[EXERCISE REQUIREMENTS] Below is a block of entries; repeat exactly the lines starting at the line that contains "pub fn origin(&self)" and ending at the line that contains "Mutable session properties.", both included.

[RECORDS FOR THIS EXERCISE]
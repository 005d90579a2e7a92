//! Opening-handshake data shared with handshake hooks.
//!
//! Providers translate their native HTTP types into these small structures
//! before calling a registration's handshake modifier or a client's
//! negotiation hook, then copy any changes back.

use crate::{extension::Extension, properties::UserProperties};

/// `Origin` request header.
pub const ORIGIN: &str = "Origin";
/// `Sec-WebSocket-Protocol` header.
pub const SEC_WEBSOCKET_PROTOCOL: &str = "Sec-WebSocket-Protocol";
/// `Sec-WebSocket-Extensions` header.
pub const SEC_WEBSOCKET_EXTENSIONS: &str = "Sec-WebSocket-Extensions";

/// Ordered HTTP header list with case-insensitive names.
#[derive(Clone, Debug, Default, PartialEq, Eq)]
pub struct Headers {
    entries: Vec<(String, String)>,
}

impl Headers {
    /// Empty header list.
    #[must_use]
    pub fn new() -> Self { Self::default() }

    /// First value for `name`.
    #[must_use]
    pub fn get<'a>(&'a self, name: &str) -> Option<&'a str> {
        self.entries
            .iter()
            .find(|(k, _)| k.eq_ignore_ascii_case(name))
            .map(|(_, v)| v.as_str())
    }

    /// Every value for `name`, in insertion order.
    pub fn get_all<'a>(&'a self, name: &'a str) -> impl Iterator<Item = &'a str> + 'a {
        self.entries
            .iter()
            .filter(move |(k, _)| k.eq_ignore_ascii_case(name))
            .map(|(_, v)| v.as_str())
    }

    /// Comma-separated tokens across every value for `name`.
    #[must_use]
    pub fn tokens(&self, name: &str) -> Vec<String> {
        self.get_all(name)
            .flat_map(|value| value.split(','))
            .map(str::trim)
            .filter(|token| !token.is_empty())
            .map(str::to_owned)
            .collect()
    }

    /// Replace every value for `name` with `value`.
    pub fn insert(&mut self, name: impl Into<String>, value: impl Into<String>) {
        let name = name.into();
        self.remove(&name);
        self.entries.push((name, value.into()));
    }

    /// Add a value for `name`, keeping existing ones.
    pub fn append(&mut self, name: impl Into<String>, value: impl Into<String>) {
        self.entries.push((name.into(), value.into()));
    }

    /// Remove every value for `name`, returning whether any existed.
    pub fn remove(&mut self, name: &str) -> bool {
        let before = self.entries.len();
        self.entries.retain(|(k, _)| !k.eq_ignore_ascii_case(name));
        before != self.entries.len()
    }

    /// Iterate over name/value pairs.
    pub fn iter(&self) -> impl Iterator<Item = (&str, &str)> {
        self.entries.iter().map(|(k, v)| (k.as_str(), v.as_str()))
    }

    /// Number of header lines.
    #[must_use]
    pub fn len(&self) -> usize { self.entries.len() }

    /// Whether there are no header lines.
    #[must_use]
    pub fn is_empty(&self) -> bool { self.entries.is_empty() }
}

impl<K, V> FromIterator<(K, V)> for Headers
where
    K: Into<String>,
    V: Into<String>,
{
    fn from_iter<I: IntoIterator<Item = (K, V)>>(iter: I) -> Self {
        Self {
            entries: iter.into_iter().map(|(k, v)| (k.into(), v.into())).collect(),
        }
    }
}

/// Upgrade request as seen by handshake hooks.
#[derive(Clone, Debug, Default)]
pub struct HandshakeRequest {
    path: String,
    query: Option<String>,
    headers: Headers,
}

impl HandshakeRequest {
    /// Request for `path` with the given headers.
    pub fn new(path: impl Into<String>, headers: Headers) -> Self {
        Self {
            path: path.into(),
            query: None,
            headers,
        }
    }

    /// Attach the raw query string (without `?`).
    #[must_use]
    pub fn with_query(mut self, query: impl Into<String>) -> Self {
        self.query = Some(query.into());
        self
    }

    /// Request path.
    #[must_use]
    pub fn path(&self) -> &str { &self.path }

    /// Raw query string, if any.
    #[must_use]
    pub fn query(&self) -> Option<&str> { self.query.as_deref() }

    /// Request headers.
    #[must_use]
    pub fn headers(&self) -> &Headers { &self.headers }

    /// Mutable request headers (client side, before sending).
    pub fn headers_mut(&mut self) -> &mut Headers { &mut self.headers }

    /// `Origin` header, if present.
    #[must_use]
    pub fn origin(&self) -> Option<&str> { self.headers.get(ORIGIN) }

    /// Subprotocols offered by the client, in preference order.
    #[must_use]
    pub fn requested_subprotocols(&self) -> Vec<String> { self.headers.tokens(SEC_WEBSOCKET_PROTOCOL) }

    /// Extensions offered by the client; malformed offers are skipped.
    #[must_use]
    pub fn requested_extensions(&self) -> Vec<Extension> {
        self.headers
            .get_all(SEC_WEBSOCKET_EXTENSIONS)
            .filter_map(|value| Extension::parse_header(value).ok())
            .flatten()
            .collect()
    }
}

/// Upgrade response as seen by handshake hooks.
///
/// On the server side, `properties` starts as a copy of the registration's
/// user properties and becomes the accepted session's property map.
#[derive(Clone, Debug, Default)]
pub struct HandshakeResponse {
    headers: Headers,
    properties: UserProperties,
}

impl HandshakeResponse {
    /// Response carrying `headers` and the initial session properties.
    #[must_use]
    pub fn new(headers: Headers, properties: UserProperties) -> Self { Self { headers, properties } }

    /// Response headers.
    #[must_use]
    pub fn headers(&self) -> &Headers { &self.headers }

    /// Mutable response headers.
    pub fn headers_mut(&mut self) -> &mut Headers { &mut self.headers }

    /// Properties bound to the session once accepted.
    #[must_use]
    pub fn properties(&self) -> &UserProperties { &self.properties }

    /// Mutable session properties.
    pub fn properties_mut(&mut self) -> &mut UserProperties { &mut self.properties }

    /// Consume the response, returning its parts.
    #[must_use]
    pub fn into_parts(self) -> (Headers, UserProperties) { (self.headers, self.properties) }
}

/// Standard subprotocol selection: the first requested protocol the endpoint
/// supports, or `None`.
#[must_use]
pub fn negotiate_subprotocol(supported: &[String], requested: &[String]) -> Option<String> {
    requested
        .iter()
        .find(|candidate| supported.contains(candidate))
        .cloned()
}

/// Standard extension selection: requested extensions whose name is
/// installed, in request order.
#[must_use]
pub fn negotiate_extensions(installed: &[Extension], requested: &[Extension]) -> Vec<Extension> {
    requested
        .iter()
        .filter(|offer| installed.iter().any(|ext| ext.name() == offer.name()))
        .cloned()
        .collect()
}

#[cfg(test)]
mod tests {
    use super::*;

    fn strings(items: &[&str]) -> Vec<String> { items.iter().map(|s| (*s).to_owned()).collect() }

    #[test]
    fn header_lookup_ignores_case() {
        let mut headers: Headers = [("origin", "https://example.test")].into_iter().collect();
        assert_eq!(headers.get("Origin"), Some("https://example.test"));
        headers.insert("ORIGIN", "https://other.test");
        assert_eq!(headers.len(), 1);
        assert_eq!(headers.get("origin"), Some("https://other.test"));
    }

    #[test]
    fn looked_up_value_outlives_the_name() {
        let headers: Headers = [("X-Trace", "abc")].into_iter().collect();
        let value = {
            let name = String::from("x-trace");
            headers.get(&name)
        };
        assert_eq!(value, Some("abc"));
    }

    #[test]
    fn subprotocol_tokens_span_header_lines() {
        let headers: Headers = [
            (SEC_WEBSOCKET_PROTOCOL, "chat, superchat"),
            (SEC_WEBSOCKET_PROTOCOL, "v2"),
        ]
        .into_iter()
        .collect();
        let request = HandshakeRequest::new("/chat", headers);
        assert_eq!(request.requested_subprotocols(), strings(&["chat", "superchat", "v2"]));
    }

    #[test]
    fn first_supported_request_wins() {
        let supported = strings(&["v2", "v1"]);
        assert_eq!(
            negotiate_subprotocol(&supported, &strings(&["v3", "v1", "v2"])),
            Some("v1".to_owned())
        );
        assert_eq!(negotiate_subprotocol(&supported, &strings(&["v9"])), None);
    }

    #[test]
    fn extensions_filtered_by_installed_name() {
        let installed = vec![Extension::new("permessage-deflate").expect("valid")];
        let requested = Extension::parse_header("x-unknown, permessage-deflate;server_no_context_takeover")
            .expect("parses");
        let negotiated = negotiate_extensions(&installed, &requested);
        assert_eq!(negotiated.len(), 1);
        assert_eq!(
            negotiated[0].to_wire_format(),
            "permessage-deflate;server_no_context_takeover="
        );
    }
}
//! Shared utilities for integration tests.

// Items in this shared module may not be used by all test binaries that import it.
#![allow(
    dead_code,
    reason = "shared test utilities are not used by all test binaries"
)]

use std::{sync::Arc, time::Duration};

use wsbridge::{ConnectionManager, EndpointRegistration, handler::SharedInstance};
use wsbridge_testing::{MemoryContainer, RecordingHandler};

pub type TestResult<T = ()> = Result<T, Box<dyn std::error::Error + Send + Sync>>;

/// Upper bound for anything the lifecycle does in the background.
pub const SETTLE: Duration = Duration::from_secs(2);

/// Registration at `path` whose handler is shared and returned for
/// inspection.
pub fn recorded_endpoint(path: &str) -> TestResult<(EndpointRegistration, Arc<RecordingHandler>)> {
    let handler = Arc::new(RecordingHandler::new());
    let registration =
        EndpointRegistration::builder(path).handler(SharedInstance::from_arc(Arc::clone(&handler)))?;
    Ok((registration, handler))
}

/// Manager for `uri` backed by `container`, with its handler returned for
/// inspection.
pub fn recorded_manager(
    uri: &str,
    container: &Arc<MemoryContainer>,
    auto_start: bool,
) -> TestResult<(ConnectionManager, Arc<RecordingHandler>)> {
    let handler = Arc::new(RecordingHandler::new());
    let manager = ConnectionManager::builder(uri, container.clone())
        .auto_start(auto_start)
        .handler(SharedInstance::from_arc(Arc::clone(&handler)))?;
    Ok((manager, handler))
}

[RESULT OF THIS TASK]
    pub fn origin(&self) -> Option<&str> { self.headers.get(ORIGIN) }

    /// Subprotocols offered by the client, in preference order.
    #[must_use]
    pub fn requested_subprotocols(&self) -> Vec<String> { self.headers.tokens(SEC_WEBSOCKET_PROTOCOL) }

    /// Extensions offered by the client; malformed offers are skipped.
    #[must_use]
    pub fn requested_extensions(&self) -> Vec<Extension> {
        self.headers
            .get_all(SEC_WEBSOCKET_EXTENSIONS)
            .filter_map(|value| Extension::parse_header(value).ok())
            .flatten()
            .collect()
    }
}

/// Upgrade response as seen by handshake hooks.
///
/// On the server side, `properties` starts as a copy of the registration's
/// user properties and becomes the accepted session's property map.
#[derive(Clone, Debug, Default)]
pub struct HandshakeResponse {
    headers: Headers,
    properties: UserProperties,
}

impl HandshakeResponse {
    /// Response carrying `headers` and the initial session properties.
    #[must_use]
    pub fn new(headers: Headers, properties: UserProperties) -> Self { Self { headers, properties } }

    /// Response headers.
    #[must_use]
    pub fn headers(&self) -> &Headers { &self.headers }

    /// Mutable response headers.
    pub fn headers_mut(&mut self) -> &mut Headers { &mut self.headers }

    /// Properties bound to the session once accepted.
    #[must_use]
    pub fn properties(&self) -> &UserProperties { &self.properties }

    /// Mutable session properties.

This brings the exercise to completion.